··· Exercise material ···
// NTFS boot sector and BIOS parameter block

use log::debug;
use serde::Serialize;

use diskprobe_core::{ByteCursor, ByteSource, ProbeError};

pub const NTFS_OEM_ID: &[u8; 8] = b"NTFS    ";
pub const OEM_ID_OFFSET: usize = 0x03;
pub const BOOTSECTOR_SIZE: usize = 512;

const BPB_OFFSET: usize = 0x0B;
const BPB_SIZE: usize = 25;
const EXTENDED_BPB_SIZE: usize = 48;

/// BIOS parameter block plus the NTFS extended BPB.
#[derive(Debug, Clone, PartialEq, Eq, Serialize)]
pub struct Bpb {
    pub bytes_per_sector: u16,
    pub sectors_per_cluster: u8,
    pub reserved_sectors: u16,
    pub media_descriptor: u8,
    pub sectors_per_track: u16,
    pub heads: u16,
    pub hidden_sectors: u32,
    pub total_sectors: u64,
    pub mft_cluster: u64,
    pub mft_mirror_cluster: u64,
    /// Negative values encode the record size directly; see
    /// [`Bpb::mft_record_size`].
    pub clusters_per_mft: i8,
    pub clusters_per_index: i8,
    pub volume_serial: u64,
    pub checksum: u32,
}

impl Bpb {
    /// Decode from the 73-byte window starting at boot-sector offset 0x0B.
    fn decode(cursor: &ByteCursor) -> Self {
        Self {
            bytes_per_sector: cursor.get_u16_le(0),
            sectors_per_cluster: cursor.get_u8(2),
            reserved_sectors: cursor.get_u16_le(3),
            media_descriptor: cursor.get_u8(10),
            sectors_per_track: cursor.get_u16_le(13),
            heads: cursor.get_u16_le(15),
            hidden_sectors: cursor.get_u32_le(17),
            total_sectors: cursor.get_u64_le(29),
            mft_cluster: cursor.get_u64_le(37),
            mft_mirror_cluster: cursor.get_u64_le(45),
            clusters_per_mft: cursor.get_i8(53),
            clusters_per_index: cursor.get_i8(57),
            volume_serial: cursor.get_u64_le(61),
            checksum: cursor.get_u32_le(69),
        }
    }

    pub fn bytes_per_cluster(&self) -> u32 {
        u32::from(self.bytes_per_sector) * u32::from(self.sectors_per_cluster)
    }

    /// MFT record size in bytes.
    ///
    /// A negative `clusters_per_mft` means the record size is
    /// 2^|clusters_per_mft| bytes; a positive value counts whole clusters.
    pub fn mft_record_size(&self) -> u32 {
        if self.clusters_per_mft < 0 {
            1u32 << (-i32::from(self.clusters_per_mft)) as u32
        } else {
            u32::from(self.clusters_per_mft as u8) * self.bytes_per_cluster()
        }
    }

    /// Index block size in bytes, same encoding as the MFT record size.
    pub fn index_block_size(&self) -> u32 {
        if self.clusters_per_index < 0 {
            1u32 << (-i32::from(self.clusters_per_index)) as u32
        } else {
            u32::from(self.clusters_per_index as u8) * self.bytes_per_cluster()
        }
    }

    /// Byte offset of the MFT from the start of the volume.
    pub fn mft_offset(&self) -> u64 {
        self.mft_cluster * u64::from(self.bytes_per_cluster())
    }

    /// Byte offset of the MFT mirror from the start of the volume.
    pub fn mft_mirror_offset(&self) -> u64 {
        self.mft_mirror_cluster * u64::from(self.bytes_per_cluster())
    }

    pub fn volume_size(&self) -> u64 {
        self.total_sectors * u64::from(self.bytes_per_sector)
    }

    pub fn total_clusters(&self) -> u64 {
        self.total_sectors / u64::from(self.sectors_per_cluster)
    }
}

/// The first 512 bytes of an NTFS partition.
#[derive(Debug, Clone, PartialEq, Eq, Serialize)]
pub struct BootSector {
    pub oem_id: [u8; 8],
    pub bpb: Bpb,
}

impl BootSector {
    /// Read and decode the boot sector at byte `offset` of `source`.
    pub fn load(source: &ByteSource, offset: u64) -> Result<Self, ProbeError> {
        let cursor = ByteCursor::load(source, offset, BOOTSECTOR_SIZE)?;
        Self::decode(&cursor)
    }

    pub fn decode(cursor: &ByteCursor) -> Result<Self, ProbeError> {
        let mut oem_id = [0u8; 8];
        oem_id.copy_from_slice(cursor.get_bytes(OEM_ID_OFFSET, 8));
        if &oem_id != NTFS_OEM_ID {
            return Err(ProbeError::FormatError(format!(
                "boot sector OEM id is not NTFS: {oem_id:02X?}"
            )));
        }

        let bpb = Bpb::decode(&cursor.chunk(BPB_OFFSET, BPB_SIZE + EXTENDED_BPB_SIZE));
        debug!(
            "NTFS boot sector: {} bytes/sector, {} sectors/cluster, MFT at cluster {}",
            bpb.bytes_per_sector, bpb.sectors_per_cluster, bpb.mft_cluster
        );
        Ok(Self { oem_id, bpb })
    }
}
···
Required action:
Up to and including the line that contains "pub struct Bpb", output the records above exactly, beginning with their first line.

Result of the task:
// NTFS boot sector and BIOS parameter block

use log::debug;
use serde::Serialize;

use diskprobe_core::{ByteCursor, ByteSource, ProbeError};

pub const NTFS_OEM_ID: &[u8; 8] = b"NTFS    ";
pub const OEM_ID_OFFSET: usize = 0x03;
pub const BOOTSECTOR_SIZE: usize = 512;

const BPB_OFFSET: usize = 0x0B;
const BPB_SIZE: usize = 25;
const EXTENDED_BPB_SIZE: usize = 48;

/// BIOS parameter block plus the NTFS extended BPB.
#[derive(Debug, Clone, PartialEq, Eq, Serialize)]
pub struct Bpb {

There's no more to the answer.